Leighton’s Back in Philly

On Wednesday afternoon, of this week, Michael Leighton, last season’s waiver-wire hero, cleared re-entry waivers to rejoin the Philadelphia Flyers.  After recovering from back surgery, he’s been playing for the Flyers AHL affiliate, the Adirondack Phantoms.  Bringing him back up to the big club begs some questions about the team’s goaltending future.

When the Flyers acquired Leighton, last season, they sat second to last in the Eastern Conference.  The playoff picture was looking bleak.  But due to injuries, the journeyman netminder was placed in the crease, and the wins began to stack up.  Flyers’ coach, Peter Laviolette, rode his new goaltender until the final game of the Stanley Cup championship.

In the off season, Leighton received a new contract from the Flyers that would see him making $1.55 million in each of the next two seasons, and it all but guaranteed him the keys to the number one job.  However, major back surgery stifled those plans, and many believed his days with the big club were over.

Leighton has been regaining his conditioning in the minors, and looking very good.  He’s posted a 2.22 goals against average, .926 save percentage, and five shutouts in 30 games.
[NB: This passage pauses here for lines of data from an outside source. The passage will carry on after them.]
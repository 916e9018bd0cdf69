//! Analysis passes over a parsed [`Grammar`].
//!
//! Passes never modify the grammar. Checking passes take it by value and
//! hand it back on success so they can be chained with [`pipe`]. Run
//! [`check_undefined`] before [`classify`], which expects every reference to
//! resolve.

pub mod check_undefined;
pub mod classify;

pub use check_undefined::check_undefined;
pub use classify::{classify, classify_all, Classifier};

use crate::ast::Grammar;
use crate::errors::MageResult;

/// A checking pass: the grammar back on success, the first error otherwise.
pub type Pass = fn(Grammar) -> MageResult<Grammar>;

/// Threads `grammar` through `passes` in order, stopping at the first error.
pub fn pipe(grammar: Grammar, passes: &[Pass]) -> MageResult<Grammar> {
    passes.iter().try_fold(grammar, |grammar, pass| pass(grammar))
}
This season, the Flyers have been riding the tandem of Russian rookie, Sergei Bobrovsky, and veteran, Brian Boucher, all season.  The two have put up strong performances throughout, but neither has been a show-stopping goaltender on a consistent basis.  And their lack of a shutout this season is a glaring mark against them.  Still, they were winning games, even garnering some consideration for Bobrovsky as the rookie of the year.

Things have hit a skid of late, and the Flyers have now lost four straight games, and only won six in their last 19.  That’s bad enough to drop them from their lofty perch atop the Eastern Conference to battling for the Atlantic Division title.  The Penguins now only trail them by one point in the standings.

Enter Mr. Leighton.

The Phantoms’ season isn’t over, with five games remaining, but Flyers’ GM, Paul Holmgren, wanted Leighton to see some NHL level shooters before the regular season ended.  Is this a statement to the other two?

“They both know this is strictly a depth thing for us in the playoffs,” Holmgren said. “It’s not an issue with those guys. They both knew it was coming.”

Bobrovsky has started the majority of the games down the stretch.  The organization has shown a great amount of trust in the inexperienced netminder, and he’s played well.  But he hasn’t stolen a game for the team, and only shows flashes of brilliance throughout games, rather than putting together star caliber performances.

The Russian’s lack of experience could be his biggest enemy.  Prior to this season the most games he’d played were 35.  He’ll finish the season with 53 start, and the rigors of the NHL playoffs could prove too much for him.

The team seems likely to allow him to prove himself though.  He’ll start Friday’s game against the Sabres, who the Flyers will likely meet in the first round of the playoffs.  Then the Islanders game on Saturday will possibly go to Leighton, to see how he stands up.  After that, it gets a little more unclear.

Bobrovsky’s been given the chance to control his own destiny.  There are rumors that he’ll be the starter in game one of the playoffs, but after that its anyone’s guess.

Game one will likely be a deciding game.  Laviolette has shown in the past, he’ll ride a hot goalie as long as he can.  If Bobrovsky can prove he’s capable of handling the race for the Stanley Cup, he’ll stay in the net until the end.  But, if he stumbles, even a little, the team will turn to Leighton, who’s been there before.

The other question is who’ll be the backup.  Boucher has shown all season he can sit for long periods of time and come off the bench like he’d been playing all along.  Look for Boucher to be the backup no matter who gets the starts.

Bobrovsky is a temperamental goaltender.  He’s shown glimpses of being a star.  If he can win games and stay hot, he’ll remain the Flyers number one.  But the moment he faulters, Leighton will get his chance.